Their courses are broken down into short videos and followed by short “quizzes” to make sure you’re retaining the information. While I still wish I had a doll and an expert in person to watch me as I practice CPR and handling a choking situation, as far as online courses go, I couldn’t think of a more effective one. Plus, I love that I can go back to the course anytime I’m in need of a refresher and I can have my husband, parents and any caretakers watch it as well.
“Studies have shown that early bystander-initiated resuscitation of a child can make a difference in the outcome of many scary situations,” says pediatrician Dr. Jay Lovenheim founder of Lovenheim Pediatrics in West Orange, NJ. “It is a good idea for parents expecting a child to take a basic CPR class that covers both newborns and infants, but also toddlers and young children. Knowing CPR can be particularly important in situations where a young baby may stop breathing. I recommend familiarizing yourself with what to do if your baby is choking at least by the time they begin to consume finger foods. Parents should review basic CPR and choking instructions every 6-12 months to keep them fresh in their minds.”
He goes on to underline that one thing he always stresses to parents is to try not to panic. “Although that may be something easier said than done, a panicked parent is not thinking clearly, and emergency situations are best managed in a calm, organized manner.

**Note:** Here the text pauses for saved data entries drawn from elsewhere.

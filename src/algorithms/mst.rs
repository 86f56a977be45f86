//! Algorithm 4: minimum spanning tree via Kruskal (`spec.md` §4.4.4).

use std::collections::HashMap;

use super::weight::extract as extract_weight;
use super::AlgorithmOptions;
use crate::access::{visible_edges, visible_nodes};
use crate::backend::Backend;
use crate::cancel::CancellationToken;
use crate::error::Result;
use crate::model::{Edge, Id};

/// A disjoint-set union with path compression and union-by-rank, used to
/// decide whether Kruskal's next cheapest edge connects two previously
/// separate components (`spec.md` §9, "no stack recursion over graph size").
struct DisjointSet {
    parent: HashMap<Id, Id>,
    rank: HashMap<Id, u32>,
}

impl DisjointSet {
    fn new(ids: impl IntoIterator<Item = Id>) -> Self {
        let mut parent = HashMap::new();
        let mut rank = HashMap::new();
        for id in ids {
            rank.insert(id.clone(), 0);
            parent.insert(id.clone(), id);
        }
        Self { parent, rank }
    }

    fn find(&mut self, id: &Id) -> Id {
        let mut root = id.clone();
        while self.parent[&root] != root {
            root = self.parent[&root].clone();
        }
        // Path compression: point every visited node directly at the root.
        let mut current = id.clone();
        while current != root {
            let next = self.parent[&current].clone();
            self.parent.insert(current, root.clone());
            current = next;
        }
        root
    }

    /// Unions the sets containing `a` and `b`. Returns `true` if they were
    /// in different sets (and are now joined).
    fn union(&mut self, a: &Id, b: &Id) -> bool {
        let ra = self.find(a);
        let rb = self.find(b);
        if ra == rb {
            return false;
        }
        let rank_a = self.rank[&ra];
        let rank_b = self.rank[&rb];
        if rank_a < rank_b {
            self.parent.insert(ra, rb);
        } else if rank_a > rank_b {
            self.parent.insert(rb, ra);
        } else {
            self.parent.insert(rb, ra.clone());
            self.rank.insert(ra, rank_a + 1);
        }
        true
    }
}

/// The minimum spanning forest across the graph's connected components.
#[derive(Debug, Clone)]
pub struct SpanningTree {
    /// The edges chosen for the tree, in the order they were accepted.
    pub edges: Vec<Edge>,
    /// The sum of the chosen edges' weights.
    pub total_weight: f64,
}

/// Builds a minimum spanning forest by Kruskal's algorithm over the
/// undirected projection (direction is irrelevant: an edge connects its
/// two endpoints regardless of which is `source`). The reserved
/// access-control subgraph is excluded, both its nodes (or `DisjointSet`
/// would never have seeded a slot for them) and its edges.
pub fn run(backend: &dyn Backend, opts: &AlgorithmOptions, cancel: &CancellationToken) -> Result<SpanningTree> {
    let nodes = visible_nodes(backend)?;
    let mut dsu = DisjointSet::new(nodes.iter().map(|n| n.id.clone()));

    let mut candidates = Vec::new();
    for edge in visible_edges(backend)? {
        if let Some(key) = &opts.edge_key {
            if edge.key.as_deref() != Some(key.as_str()) {
                continue;
            }
        }
        let weight = extract_weight(&edge, &opts.weight_property, opts.default_weight)?;
        candidates.push((weight, edge));
    }
    candidates.sort_by(|a, b| a.0.partial_cmp(&b.0).unwrap().then_with(|| a.1.id.cmp(&b.1.id)));

    let mut tree = SpanningTree {
        edges: Vec::new(),
        total_weight: 0.0,
    };

    for (weight, edge) in candidates {
        cancel.check()?;
        if edge.source == edge.target {
            continue;
        }
        if dsu.union(&edge.source, &edge.target) {
            tree.total_weight += weight;
            tree.edges.push(edge);
        }
    }

    Ok(tree)
}

#[cfg(test)]
mod tests {
    use super::*;
    use crate::backend::memory::MemoryBackend;
    use crate::backend::ConflictPolicy;
    use crate::model::Node;
    use crate::value::DataMap;

    fn node(backend: &mut MemoryBackend, id: &str) {
        backend
            .insert_node(Node::new(Some(Id::from(id)), None, DataMap::new()), ConflictPolicy::Error)
            .unwrap();
    }

    fn edge(backend: &mut MemoryBackend, from: &str, to: &str, w: f64) {
        backend
            .insert_edge(
                Edge::new(None, None, Id::from(from), Id::from(to), w, DataMap::new()),
                ConflictPolicy::Error,
            )
            .unwrap();
    }

    #[test]
    fn mst_is_a_tree_with_minimum_weight() {
        let mut backend = MemoryBackend::new();
        for id in ["a", "b", "c", "d"] {
            node(&mut backend, id);
        }
        edge(&mut backend, "a", "b", 1.0);
        edge(&mut backend, "b", "c", 2.0);
        edge(&mut backend, "c", "d", 3.0);
        edge(&mut backend, "a", "d", 10.0);
        edge(&mut backend, "a", "c", 10.0);

        let opts = AlgorithmOptions::default();
        let tree = run(&backend, &opts, &CancellationToken::none()).unwrap();
        assert_eq!(tree.edges.len(), 3);
        assert_eq!(tree.total_weight, 6.0);
    }
}
//! Entity model for the property graph: [`Id`], [`Meta`], [`Node`], [`Edge`], [`Graph`].
//!
//! Identity, equality, and serialization for the core entity kinds. Entities
//! are immutable in shape (fields are public for in-crate construction) but
//! are only ever created, updated, or deleted through a [`crate::transaction`]
//! operation — the entity constructors here never touch backend state.

use std::fmt;

use chrono::{DateTime, Utc};
use serde::{Deserialize, Serialize};
use uuid::Uuid;

use crate::value::DataMap;

/// An entity identifier: either a caller-assigned string or integer.
///
/// Ids are compared and hashed by value, so a `String("1")` and an `Int(1)`
/// are distinct ids, matching the source system's dynamic-typing semantics.
#[derive(Debug, Clone, PartialEq, Eq, Hash, PartialOrd, Ord, Serialize, Deserialize)]
#[serde(untagged)]
pub enum Id {
    /// A caller-assigned or auto-generated string id (the common case).
    String(String),
    /// A caller-assigned integer id.
    Int(i64),
}

impl Id {
    /// Generates a fresh, lexicographically-sortable id (UUIDv7).
    ///
    /// UUIDv7 embeds a millisecond timestamp in its high bits, so ids
    /// generated in creation order also sort in creation order — the
    /// property `spec.md` §4.1 requires of auto-generated ids.
    pub fn generate() -> Self {
        Id::String(Uuid::now_v7().to_string())
    }
}

impl fmt::Display for Id {
    fn fmt(&self, f: &mut fmt::Formatter<'_>) -> fmt::Result {
        match self {
            Id::String(s) => write!(f, "{s}"),
            Id::Int(i) => write!(f, "{i}"),
        }
    }
}

impl From<&str> for Id {
    fn from(s: &str) -> Self {
        Id::String(s.to_string())
    }
}

impl From<String> for Id {
    fn from(s: String) -> Self {
        Id::String(s)
    }
}

impl From<i64> for Id {
    fn from(i: i64) -> Self {
        Id::Int(i)
    }
}

/// Tags which kind of entity a [`Meta`] record belongs to.
#[derive(Debug, Clone, Copy, PartialEq, Eq, Serialize, Deserialize)]
pub enum EntityKind {
    /// A [`Graph`].
    Graph,
    /// A [`Node`].
    Node,
    /// An [`Edge`].
    Edge,
}

impl fmt::Display for EntityKind {
    fn fmt(&self, f: &mut fmt::Formatter<'_>) -> fmt::Result {
        match self {
            EntityKind::Graph => write!(f, "graph"),
            EntityKind::Node => write!(f, "node"),
            EntityKind::Edge => write!(f, "edge"),
        }
    }
}

/// Bookkeeping carried by every entity.
#[derive(Debug, Clone, PartialEq, Serialize, Deserialize)]
pub struct Meta {
    /// When the entity was first created.
    pub created_at: DateTime<Utc>,
    /// When the entity was last updated.
    pub updated_at: DateTime<Utc>,
    /// Monotonically increasing version, starting at 0, bumped on each update.
    pub version: u64,
    /// Soft-deletion tombstone flag, used for rollback pre-image slots.
    pub deleted: bool,
    /// The entity kind this record belongs to.
    pub entity_type: EntityKind,
}

impl Meta {
    /// Builds a fresh `Meta` for a newly created entity of the given kind.
    pub fn new(entity_type: EntityKind) -> Self {
        let now = Utc::now();
        Self {
            created_at: now,
            updated_at: now,
            version: 0,
            deleted: false,
            entity_type,
        }
    }

    /// Bumps `version` and refreshes `updated_at`, as every successful update does.
    pub fn touch(&mut self) {
        self.version += 1;
        self.updated_at = Utc::now();
    }

    /// Projects the public-field representation: `{created_at, updated_at,
    /// version}` (`spec.md` §6). `deleted` and `entity_type` are internal
    /// bookkeeping and never appear on the wire.
    pub fn to_public(&self) -> PublicMeta {
        PublicMeta {
            created_at: self.created_at,
            updated_at: self.updated_at,
            version: self.version,
        }
    }
}

/// The public serialization shape of a [`Meta`]: `{created_at, updated_at, version}`.
#[derive(Debug, Clone, Copy, Serialize)]
pub struct PublicMeta {
    /// When the entity was first created.
    pub created_at: DateTime<Utc>,
    /// When the entity was last updated.
    pub updated_at: DateTime<Utc>,
    /// Monotonically increasing version.
    pub version: u64,
}

/// A node in the property graph.
#[derive(Debug, Clone, Serialize, Deserialize)]
pub struct Node {
    /// Unique identifier, unique within its graph across nodes and edges.
    pub id: Id,
    /// Optional type/label used for secondary indexing.
    pub key: Option<String>,
    /// Free-form properties.
    pub data: DataMap,
    /// Creation/update bookkeeping.
    pub meta: Meta,
    /// An optional schema reference consulted at commit time.
    pub schema: Option<String>,
    /// Whether this node belongs to the reserved `access:*` namespace and
    /// cannot be mutated except by an actor holding `admin`.
    ///
    /// Only [`crate::access`] constructs protected entities; this field is
    /// not exposed through any public constructor.
    pub(crate) protected: bool,
}

impl Node {
    /// Creates a well-formed node. `id` defaults to a fresh UUIDv7 if `None`.
    pub fn new(id: Option<Id>, key: Option<String>, data: DataMap) -> Self {
        Self {
            id: id.unwrap_or_else(Id::generate),
            key,
            data,
            meta: Meta::new(EntityKind::Node),
            schema: None,
            protected: false,
        }
    }

    pub(crate) fn new_protected(id: Id, key: &str, data: DataMap) -> Self {
        let mut node = Self::new(Some(id), Some(key.to_string()), data);
        node.protected = true;
        node
    }

    /// Whether this node is protected (part of the access-control subgraph).
    pub fn is_protected(&self) -> bool {
        self.protected
    }

    /// Serializes the entity to its public-field representation (`spec.md` §6).
    pub fn to_public(&self) -> PublicNode<'_> {
        PublicNode {
            id: &self.id,
            key: self.key.as_deref(),
            data: &self.data,
            meta: self.meta.to_public(),
        }
    }
}

/// Compares by id only (`spec.md` §4.1: "Equality compares by id within an
/// entity kind"), not by the full structural content of `data`/`meta`.
impl PartialEq for Node {
    fn eq(&self, other: &Self) -> bool {
        self.id == other.id
    }
}

impl Eq for Node {}

/// The public serialization shape of a [`Node`]: `{id, key, data, meta}`.
#[derive(Debug, Serialize)]
pub struct PublicNode<'a> {
    /// Entity identifier.
    pub id: &'a Id,
    /// Optional label.
    pub key: Option<&'a str>,
    /// Free-form properties.
    pub data: &'a DataMap,
    /// Creation/update bookkeeping.
    pub meta: PublicMeta,
}

/// A directed edge between two nodes.
#[derive(Debug, Clone, Serialize, Deserialize)]
pub struct Edge {
    /// Unique identifier, unique within its graph across nodes and edges.
    pub id: Id,
    /// Optional semantic label, e.g. `"access:permission"`.
    pub key: Option<String>,
    /// Edge weight, used by the weighted algorithms. Defaults to `0.0`.
    pub weight: f64,
    /// Id of the source node.
    pub source: Id,
    /// Id of the target node.
    pub target: Id,
    /// Free-form properties.
    pub data: DataMap,
    /// Creation/update bookkeeping.
    pub meta: Meta,
    pub(crate) protected: bool,
}

impl Edge {
    /// Creates a well-formed edge. `id` defaults to a fresh UUIDv7 if `None`.
    pub fn new(
        id: Option<Id>,
        key: Option<String>,
        source: Id,
        target: Id,
        weight: f64,
        data: DataMap,
    ) -> Self {
        Self {
            id: id.unwrap_or_else(Id::generate),
            key,
            weight,
            source,
            target,
            data,
            meta: Meta::new(EntityKind::Edge),
            protected: false,
        }
    }

    pub(crate) fn new_protected(
        id: Id,
        key: &str,
        source: Id,
        target: Id,
        data: DataMap,
    ) -> Self {
        let mut edge = Self::new(Some(id), Some(key.to_string()), source, target, 0.0, data);
        edge.protected = true;
        edge
    }

    /// Whether this edge is protected (part of the access-control subgraph).
    pub fn is_protected(&self) -> bool {
        self.protected
    }

    /// Serializes the entity to its public-field representation (`spec.md` §6).
    pub fn to_public(&self) -> PublicEdge<'_> {
        PublicEdge {
            id: &self.id,
            key: self.key.as_deref(),
            source: &self.source,
            target: &self.target,
            weight: self.weight,
            meta: self.meta.to_public(),
        }
    }
}

/// Compares by id only, per the same rule as [`Node`]'s `PartialEq`.
impl PartialEq for Edge {
    fn eq(&self, other: &Self) -> bool {
        self.id == other.id
    }
}

impl Eq for Edge {}

/// The public serialization shape of an [`Edge`]: `{id, key, source, target, weight, meta}`.
#[derive(Debug, Serialize)]
pub struct PublicEdge<'a> {
    /// Entity identifier.
    pub id: &'a Id,
    /// Optional label.
    pub key: Option<&'a str>,
    /// Source node id.
    pub source: &'a Id,
    /// Target node id.
    pub target: &'a Id,
    /// Edge weight.
    pub weight: f64,
    /// Creation/update bookkeeping.
    pub meta: PublicMeta,
}

/// A named container holding a population of nodes and edges.
///
/// A graph is the unit of access-control scoping; one process may host many
/// graphs concurrently (`spec.md` §3).
#[derive(Debug, Clone, PartialEq, Serialize, Deserialize)]
pub struct GraphInfo {
    /// Identifier of this graph.
    pub id: Id,
    /// Human-readable name.
    pub name: String,
    /// When the graph was initialized.
    pub created_at: DateTime<Utc>,
}

impl GraphInfo {
    /// Creates a new graph descriptor.
    pub fn new(id: Id, name: impl Into<String>) -> Self {
        Self {
            id,
            name: name.into(),
            created_at: Utc::now(),
        }
    }
}

#[cfg(test)]
mod tests {
    use super::*;

    #[test]
    fn generated_ids_sort_in_creation_order() {
        let a = Id::generate();
        std::thread::sleep(std::time::Duration::from_millis(2));
        let b = Id::generate();
        assert!(a < b, "uuidv7 ids should sort by creation order");
    }

    #[test]
    fn meta_touch_bumps_version_and_updated_at() {
        let mut meta = Meta::new(EntityKind::Node);
        let created = meta.updated_at;
        std::thread::sleep(std::time::Duration::from_millis(2));
        meta.touch();
        assert_eq!(meta.version, 1);
        assert!(meta.updated_at >= created);
    }

    #[test]
    fn node_equality_is_by_id() {
        let id = Id::from("n1");
        let a = Node::new(Some(id.clone()), None, DataMap::new());
        let mut b = Node::new(Some(id), Some("other".into()), DataMap::new());
        b.data.insert("x".into(), crate::value::Value::Int(1));
        assert_eq!(a, b, "nodes with the same id are equal despite differing key/data");

        let c = Node::new(Some(Id::from("n2")), None, DataMap::new());
        assert_ne!(a, c);
    }
}
use std::io::Write;

use log::{debug, warn};

use crate::core::commands::{Builtin, Command, Context, ExitCommand, Flow};
use crate::core::parser::{tokenize, ParseError, Redirections};
use crate::core::state::ShellState;
use crate::error::ShellError;
use crate::process::{
    ChildWaiter, CompletionCode, JobTable, LaunchOutcome, Launcher, ProcessError, Reaped, Reaper,
    SystemWaiter,
};

/// Everything one line of input can change: the last completion code and the
/// background jobs. Output goes to whatever writer the caller hands in.
#[derive(Debug)]
pub(crate) struct Session<W: ChildWaiter = SystemWaiter> {
    state: ShellState,
    jobs: JobTable,
    reaper: Reaper<W>,
    launcher: Launcher,
}

impl Session {
    pub fn new() -> Self {
        Self::with_waiter(SystemWaiter)
    }
}

impl<W: ChildWaiter> Session<W> {
    pub fn with_waiter(waiter: W) -> Self {
        Self {
            state: ShellState::new(),
            jobs: JobTable::new(),
            reaper: Reaper::new(waiter),
            launcher: Launcher::new(),
        }
    }

    /// Runs one input line. Every error is local to this line; the caller
    /// only reports it.
    pub fn dispatch<O: Write>(&mut self, line: &str, out: &mut O) -> Result<Flow, ShellError> {
        let args = tokenize(line).inspect_err(|_| self.state.record(CompletionCode::FAILURE))?;

        if let Some(builtin) = Builtin::resolve(&args) {
            debug!("built-in {:?}", builtin);
            let mut ctx = Context {
                state: &mut self.state,
                jobs: &mut self.jobs,
                out: &mut *out,
            };
            return match builtin.execute(args.args(), &mut ctx) {
                Ok(flow) => Ok(flow),
                // a failed notice must not keep the shell alive
                Err(e) if matches!(builtin, Builtin::Exit(_)) => {
                    warn!("exit: {}", e);
                    Ok(Flow::Exit)
                }
                Err(e) => Err(e.into()),
            };
        }

        let (command, redirections) = Redirections::resolve(args.args())
            .inspect_err(|_| self.state.record(CompletionCode::FAILURE))?;

        let outcome = self.launcher.launch(
            &command,
            &redirections,
            args.is_background(),
            &mut self.jobs,
            out,
        );
        self.settle(outcome)
    }

    fn settle(&mut self, outcome: Result<LaunchOutcome, ProcessError>) -> Result<Flow, ShellError> {
        match outcome {
            Ok(LaunchOutcome::Finished(code)) => self.state.record(code),
            Ok(LaunchOutcome::Background(pid)) => debug!("job {} running in background", pid),
            Err(e) => {
                if let Some(code) = e.completion() {
                    self.state.record(code);
                }
                return Err(e.into());
            }
        }
        Ok(Flow::Continue)
    }

    /// Drops a line that never reached the tokenizer. It counts as a failed
    /// command.
    pub fn reject(&mut self, error: ParseError) -> ShellError {
        self.state.record(CompletionCode::FAILURE);
        error.into()
    }

    /// One non-blocking look for a finished background job. A job that is
    /// found is announced on `out` and becomes the last completion.
    pub fn reap_finished<O: Write>(&mut self, out: &mut O) -> Result<Option<Reaped>, ShellError> {
        let Some(reaped) = self.reaper.poll(&mut self.jobs)? else {
            return Ok(None);
        };
        self.state.record(reaped.code);
        writeln!(out, "{}", reaped)?;
        Ok(Some(reaped))
    }

    /// Same as the `exit` built-in.
    pub fn terminate<O: Write>(&mut self, out: &mut O) {
        let mut ctx = Context {
            state: &mut self.state,
            jobs: &mut self.jobs,
            out: &mut *out,
        };
        if let Err(e) = ExitCommand.execute(&[], &mut ctx) {
            warn!("exit: {}", e);
        }
        let _ = out.flush();
    }
}

#[cfg(test)]
mod tests {
    use super::*;
    use crate::core::parser::MAX_LINE_LEN;
    use crate::process::ScriptedWaiter;
    use nix::sys::wait::waitpid;
    use nix::unistd::Pid;
    use serial_test::serial;
    use std::env;
    use std::fs;
    use std::io;

    fn session(script: Vec<Reaped>) -> Session<ScriptedWaiter> {
        Session::with_waiter(ScriptedWaiter::new(script))
    }

    fn run<W: ChildWaiter>(session: &mut Session<W>, line: &str) -> (Result<Flow, ShellError>, String) {
        let mut out = Vec::new();
        let result = session.dispatch(line, &mut out);
        (result, String::from_utf8(out).unwrap())
    }

    #[test]
    fn test_long_line_fails_the_command() {
        let mut session = session(vec![]);
        session.state.record(CompletionCode::Exited(4));

        let (result, out) = run(&mut session, &"a".repeat(MAX_LINE_LEN + 1));
        assert!(matches!(
            result,
            Err(ShellError::Parse(ParseError::LineTooLong(_)))
        ));
        assert!(out.is_empty());
        assert_eq!(session.state.last_completion(), CompletionCode::FAILURE);

        let (_, out) = run(&mut session, "status");
        assert_eq!(out, "exit value 1\n");
    }

    #[test]
    fn test_too_many_arguments_fails_the_command() {
        let mut session = session(vec![]);
        let line = vec!["x"; 600].join(" ");

        let (result, _) = run(&mut session, &line);
        let err = result.unwrap_err();
        assert!(matches!(err, ShellError::Parse(ParseError::TooManyArguments(600))));
        assert_eq!(err.to_string(), "That is too many arguments!");
        assert_eq!(session.state.last_completion(), CompletionCode::FAILURE);
    }

    #[test]
    fn test_bad_redirection_fails_the_command() {
        let mut session = session(vec![]);

        let (result, _) = run(&mut session, "> out.txt");
        assert!(matches!(
            result,
            Err(ShellError::Parse(ParseError::LeadingOperator(_)))
        ));
        assert_eq!(session.state.last_completion(), CompletionCode::FAILURE);

        session.state.record(CompletionCode::SUCCESS);
        let (result, _) = run(&mut session, "cat <");
        assert!(matches!(
            result,
            Err(ShellError::Parse(ParseError::MissingTarget(_)))
        ));
        assert_eq!(session.state.last_completion(), CompletionCode::FAILURE);
        assert!(session.jobs.is_empty());
    }

    #[test]
    fn test_empty_line_resets_status() {
        let mut session = session(vec![]);
        session.state.record(CompletionCode::Exited(2));

        let (result, out) = run(&mut session, "   # nothing to do");
        assert_eq!(result.unwrap(), Flow::Continue);
        assert!(out.is_empty());
        assert_eq!(session.state.last_completion(), CompletionCode::SUCCESS);
    }

    #[test]
    fn test_spawn_failure_keeps_last_status() {
        let mut session = session(vec![]);
        session.state.record(CompletionCode::Exited(3));

        let err = session
            .settle(Err(ProcessError::Spawn {
                program: "ls".to_string(),
                source: io::Error::from_raw_os_error(libc::EAGAIN),
            }))
            .unwrap_err();
        assert!(matches!(err, ShellError::Process(ProcessError::Spawn { .. })));
        assert_eq!(session.state.last_completion(), CompletionCode::Exited(3));

        let err = session
            .settle(Err(ProcessError::CommandNotFound("nope".to_string())))
            .unwrap_err();
        assert_eq!(err.to_string(), "nope: no such file or directory");
        assert_eq!(session.state.last_completion(), CompletionCode::FAILURE);
    }

    #[test]
    fn test_background_launch_keeps_last_status() {
        let mut session = session(vec![]);
        session.state.record(CompletionCode::Exited(6));

        let flow = session
            .settle(Ok(LaunchOutcome::Background(4242)))
            .unwrap();
        assert_eq!(flow, Flow::Continue);
        assert_eq!(session.state.last_completion(), CompletionCode::Exited(6));
    }

    #[test]
    #[serial]
    fn test_missing_program_through_dispatch() {
        let mut session = session(vec![]);

        let (result, out) = run(&mut session, "minsh-no-such-program --flag");
        let err = result.unwrap_err();
        assert_eq!(err.to_string(), "minsh-no-such-program: no such file or directory");
        assert!(out.is_empty());
        assert_eq!(session.state.last_completion(), CompletionCode::FAILURE);
    }

    #[test]
    #[serial]
    fn test_foreground_status_round_trip() {
        let script = env::temp_dir().join(format!("minsh_session_exit_{}", std::process::id()));
        fs::write(&script, "exit 3\n").unwrap();
        let mut session = session(vec![]);

        let (result, out) = run(&mut session, &format!("sh {}", script.display()));
        assert_eq!(result.unwrap(), Flow::Continue);
        assert!(out.is_empty());
        assert_eq!(session.state.last_completion(), CompletionCode::Exited(3));

        let (_, out) = run(&mut session, "status");
        assert_eq!(out, "exit value 3\n");
        let (_, out) = run(&mut session, "status");
        assert_eq!(out, "exit value 0\n");

        let _ = fs::remove_file(script);
    }

    #[test]
    fn test_reaped_job_becomes_last_status() {
        let mut session = session(vec![Reaped {
            pid: 42,
            code: CompletionCode::Signaled(15),
        }]);
        session.jobs.push(42);

        let mut out = Vec::new();
        let reaped = session.reap_finished(&mut out).unwrap();
        assert_eq!(reaped.map(|r| r.pid), Some(42));
        assert_eq!(
            String::from_utf8(out).unwrap(),
            "background pid 42 is done: terminated by signal 15\n"
        );
        assert!(session.jobs.is_empty());

        let (_, out) = run(&mut session, "status");
        assert_eq!(out, "terminated by signal 15\n");
    }

    #[test]
    fn test_idle_reap_leaves_status_alone() {
        let mut session = session(vec![]);
        session.state.record(CompletionCode::Exited(5));

        let mut out = Vec::new();
        assert_eq!(session.reap_finished(&mut out).unwrap(), None);
        assert!(out.is_empty());
        assert_eq!(session.state.last_completion(), CompletionCode::Exited(5));
    }

    #[test]
    fn test_rejected_line_counts_as_failure() {
        let mut session = session(vec![]);

        let err = session.reject(ParseError::InvalidEncoding);
        assert_eq!(err.to_string(), "That command is not valid UTF-8!");
        assert_eq!(session.state.last_completion(), CompletionCode::FAILURE);

        let (result, out) = run(&mut session, "status");
        assert_eq!(result.unwrap(), Flow::Continue);
        assert_eq!(out, "exit value 1\n");
    }

    #[test]
    fn test_exit_ends_the_session() {
        let mut session = session(vec![]);
        let (result, out) = run(&mut session, "exit");
        assert_eq!(result.unwrap(), Flow::Exit);
        assert_eq!(out, "Quit!\n");
    }

    #[test]
    #[serial]
    fn test_terminate_kills_background_jobs() {
        let mut session = session(vec![]);

        let (result, out) = run(&mut session, "sleep 30 &");
        assert_eq!(result.unwrap(), Flow::Continue);
        let pid = session.jobs.pids()[0];
        assert_eq!(out, format!("background pid is {}\n", pid));

        let mut out = Vec::new();
        session.terminate(&mut out);
        assert_eq!(
            String::from_utf8(out).unwrap(),
            format!("killing process: {}\nQuit!\n", pid)
        );
        assert!(session.jobs.is_empty());

        let status = waitpid(Pid::from_raw(pid as i32), None).unwrap();
        assert_eq!(CompletionCode::from_wait_status(status), Some(CompletionCode::Signaled(9)));
    }
}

One of the most common mistakes that people make when performing CPR is to try and perform it on the wrong surface,” says Dr. Lovenheim. “It is important to move the patient to a firm surface, like the floor, to make your chest compressions more effective. Often a child will appear to be choking on food, but if the child is able to cry or talk, then they are not choking and it’s best to let them clear the issue naturally.”